MSU Mara Hyena Project Database Entity Relationship Diagram

Introduction

Data servers like Relational Databases can be a powerful tool for even small research projects. When we say "Data Servers" or "Data Systems" we mean any server with data processing capabilities that you connect to with a client to send data, commands and receive results. The most widely used and classic example is the relational database management system (RDBMs) invented in the 1970s but there are many other types. A central advantage of data servers is ability to have multiple econnections at once from many users, a busy web application, or parallel processing. Like Big Data tools, these data systems don't require cloud computing, but cloud companies offer database servers with a few clicks that require very littls management. A data server could be a productive addition to your cloud architecturee, or the central aspect of your fellowship project.

Meeting October 29 2:00-3:30pm

Readings

From the free textbook "Big Data and Social Science: Data Science Methods and Tools for Research and Practice" see the Chapter 4. Databases by Foster, Ghani, Jarmin, Kreuter and Lane which could be a valuable resource for learning about the data science methods that you may se on the cloud.

Textbook Chapter 3s: Blog Post from eScience: Azure’s new CosmosDB Planet-Scale Database

Difference between SQL and 'NoSQL' style databases

Towards DataScience blog Introduction to Databases for Data Scientists Note this blog post may require a free account but reading in an incognito or private window worked for me

A description of SQL vs NoSQL from a company called xplenty Which Modern Database Is Right for Your Use Case? this has many adds/pop-ups but is a good read

Activities

Azure offers a database user interface for your computer called Azure Data Studio and has a tutorial for using, but you need to create a database server first.
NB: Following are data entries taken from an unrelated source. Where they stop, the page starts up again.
use clapp::{ActionError, Argument, CommandNode, Outcome};

fn main() {
    let mut deploy = CommandNode::new("deploy")
        .about("Deploy the build to an environment.")
        .main(|context| {
            let target = context.text("target").unwrap_or_default();
            let replicas = context.text("replicas").unwrap_or("1");
            println!("Deploying {replicas} replica(s) to '{target}'.");

            if context.is_set("dry_run") {
                println!("(dry run - nothing changed)");
            }

            0
        });
    deploy
        .add_arguments([
            Argument::new("target")
                .short("-t")
                .long("--target")
                .takes(1)
                .required(true)
                .help("The environment to deploy to.")
                .action(|context| match context.text("target") {
                    Some("prod") | Some("staging") | Some("dev") => Ok(()),
                    Some(other) => Err(ActionError::new(format!("unknown target '{other}'."))),
                    None => Ok(()),
                }),
            Argument::new("replicas")
                .long("--replicas")
                .takes(1)
                .default("1")
                .help("The number of instances to run."),
            Argument::new("dry_run")
                .short("-n")
                .long("--dry-run")
                .help("Show what would happen, without doing it."),
        ])
        .expect("Invalid command configuration");

    let mut status = CommandNode::new("status")
        .about("Show the deployed versions.")
        .main(|context| {
            match context.text("environment") {
                Some(environment) => println!("Status of '{environment}': ok"),
                None => println!("Status of all environments: ok"),
            };
            0
        });
    status
        .add_argument(
            Argument::new("environment")
                .index(1)
                .help("Limit the status to this environment."),
        )
        .expect("Invalid command configuration");

    let mut app = CommandNode::new("deployer")
        .version("0.5.0")
        .author("The deployer authors")
        .about("Ship builds to environments.");
    app.add_argument(
        Argument::new("verbose")
            .short("-V")
            .long("--verbose")
            .help("Print every step."),
    )
    .expect("Invalid command configuration");
    app.add_sub_command(deploy)
        .expect("Invalid command configuration");
    app.add_sub_command(status)
        .expect("Invalid command configuration");

    match app.start() {
        Outcome::Context(context) => {
            // No sub-command was given.
            if context.is_set("verbose") {
                println!("{context:?}");
            }

            println!("Try 'deployer --help'.");
        }
        outcome => std::process::exit(outcome.exit_code()),
    }
}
If you are interested in using SQL for your project, consider the following two activities based on the Open Source database system Postgresql

  1. Quickstart: Create an Azure Database for PostgreSQL server by using the Azure portal
    • I suggest using a password rather than ssh key for now to make it easier, but not recommend for long-term use
    • record the admin user name and password you used when creating the database
    • in the Azure portal, visit the Postgresql Database resource page, and look at the connection strings page to use in the next tutorial
  2. Quickstart: Use Azure Data Studio to connect and query PostgreSQL
  3. Delete the database in your resource group when you have finished with the tutorial. If you would like to estimate costs for using database, keep it for a few days, then visit the "Cost Analysis" page of your resource group in the Azure portal. SQL services can get expensive quickly compared to VMs, but installing and running postgresql server software is a daunting task and comes with security risks.

Using a Database Server in the cloud has many layers so if you are interested in using SQL feel free to reach out for help provisioning and connecting to a SQL system.

Optional : Data Analytics on the Google Platform

Google Offers a service called "BigQuery" which does not require you to create a server, only an account. It can process huge amounts of data, and has several datasets available for free. It also has

You may try BigQuery for free in their Sandbox, with only a Google Account. If you have a gmail account, use that to log in with an incognito/private browser window. You may try your msu.edu email but it may or may not work.

In the following tutorial you may ignore mentions of "firebase" which is another database offering for web apps from google

Using the BigQuery sandbox

If you are a python user, Google offeres a free notebook service called "Co-Lab" and you can connect to both google drive and big query from Colab.

Google Colab + Google BigQuery + GoogleDrive is definitely cloud computing but not in the sense we usually think about it as these are all SAAS level services, chained together via a cloud computing backdrop.